(Data excerpts)

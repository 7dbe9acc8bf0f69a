//! # Connector Framework
//!
//! Core abstractions for provisioning identity objects to SCIM-style
//! directory APIs.
//!
//! The framework has two halves. The first is a declarative attribute
//! mapping engine: each logical attribute of a resource is bound to a typed
//! create setter, an incremental replace setter, and a read getter through an
//! [`AttributeMapper`], and an ordered set of mappers forms a
//! [`SchemaDefinition`] that can populate wire objects from external
//! attributes, build patch payloads, and materialize connector objects with
//! partial-fetch semantics. The second half is the shared vocabulary those
//! schemas speak: the closed [`AttributeValue`] variant set with its
//! per-type coercions, attribute containers, and the domain error taxonomy
//! with its HTTP status classification.
//!
//! ## Crate Organization
//!
//! - [`error`] - Error taxonomy with retry classification
//! - [`secret`] - Guarded secret values that never leak into logs
//! - [`value`] - Typed value variants and write/read coercion
//! - [`operation`] - Attribute containers, UIDs, connector objects
//! - [`mapping`] - One declarative attribute binding
//! - [`schema`] - Ordered mapper collections with bulk operations

pub mod error;
pub mod mapping;
pub mod operation;
pub mod schema;
pub mod secret;
pub mod value;

/// Prelude module for convenient imports.
///
/// ```
/// use emusync_connector::prelude::*;
/// ```
pub mod prelude {
    pub use crate::error::{ConnectorError, ConnectorResult};
    pub use crate::mapping::{AttributeFlags, AttributeMapper};
    pub use crate::operation::{Attribute, AttributeSet, ConnectorObject, ObjectAttribute, Uid};
    pub use crate::schema::{SchemaBuilder, SchemaDefinition};
    pub use crate::secret::SecretString;
    pub use crate::value::{AttributeType, AttributeValue, DateFormats};
}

• **YOUR ASSIGNMENT**
Every entry must be duplicated exactly as it was written.

• **FINISHED EXERCISE**
repository 7dbe9acc8bf0f69a
//! # Connector Framework
//!
//! Core abstractions for provisioning identity objects to SCIM-style
//! directory APIs.
//!
//! The framework has two halves. The first is a declarative attribute
//! mapping engine: each logical attribute of a resource is bound to a typed
//! create setter, an incremental replace setter, and a read getter through an
//! [`AttributeMapper`], and an ordered set of mappers forms a
//! [`SchemaDefinition`] that can populate wire objects from external
//! attributes, build patch payloads, and materialize connector objects with
//! partial-fetch semantics. The second half is the shared vocabulary those
//! schemas speak: the closed [`AttributeValue`] variant set with its
//! per-type coercions, attribute containers, and the domain error taxonomy
//! with its HTTP status classification.
//!
//! ## Crate Organization
//!
//! - [`error`] - Error taxonomy with retry classification
//! - [`secret`] - Guarded secret values that never leak into logs
//! - [`value`] - Typed value variants and write/read coercion
//! - [`operation`] - Attribute containers, UIDs, connector objects
//! - [`mapping`] - One declarative attribute binding
//! - [`schema`] - Ordered mapper collections with bulk operations

pub mod error;
pub mod mapping;
pub mod operation;
pub mod schema;
pub mod secret;
pub mod value;

/// Prelude module for convenient imports.
///
/// ```
/// use emusync_connector::prelude::*;
/// ```
pub mod prelude {
    pub use crate::error::{ConnectorError, ConnectorResult};
    pub use crate::mapping::{AttributeFlags, AttributeMapper};
    pub use crate::operation::{Attribute, AttributeSet, ConnectorObject, ObjectAttribute, Uid};
    pub use crate::schema::{SchemaBuilder, SchemaDefinition};
    pub use crate::secret::SecretString;
    pub use crate::value::{AttributeType, AttributeValue, DateFormats};
}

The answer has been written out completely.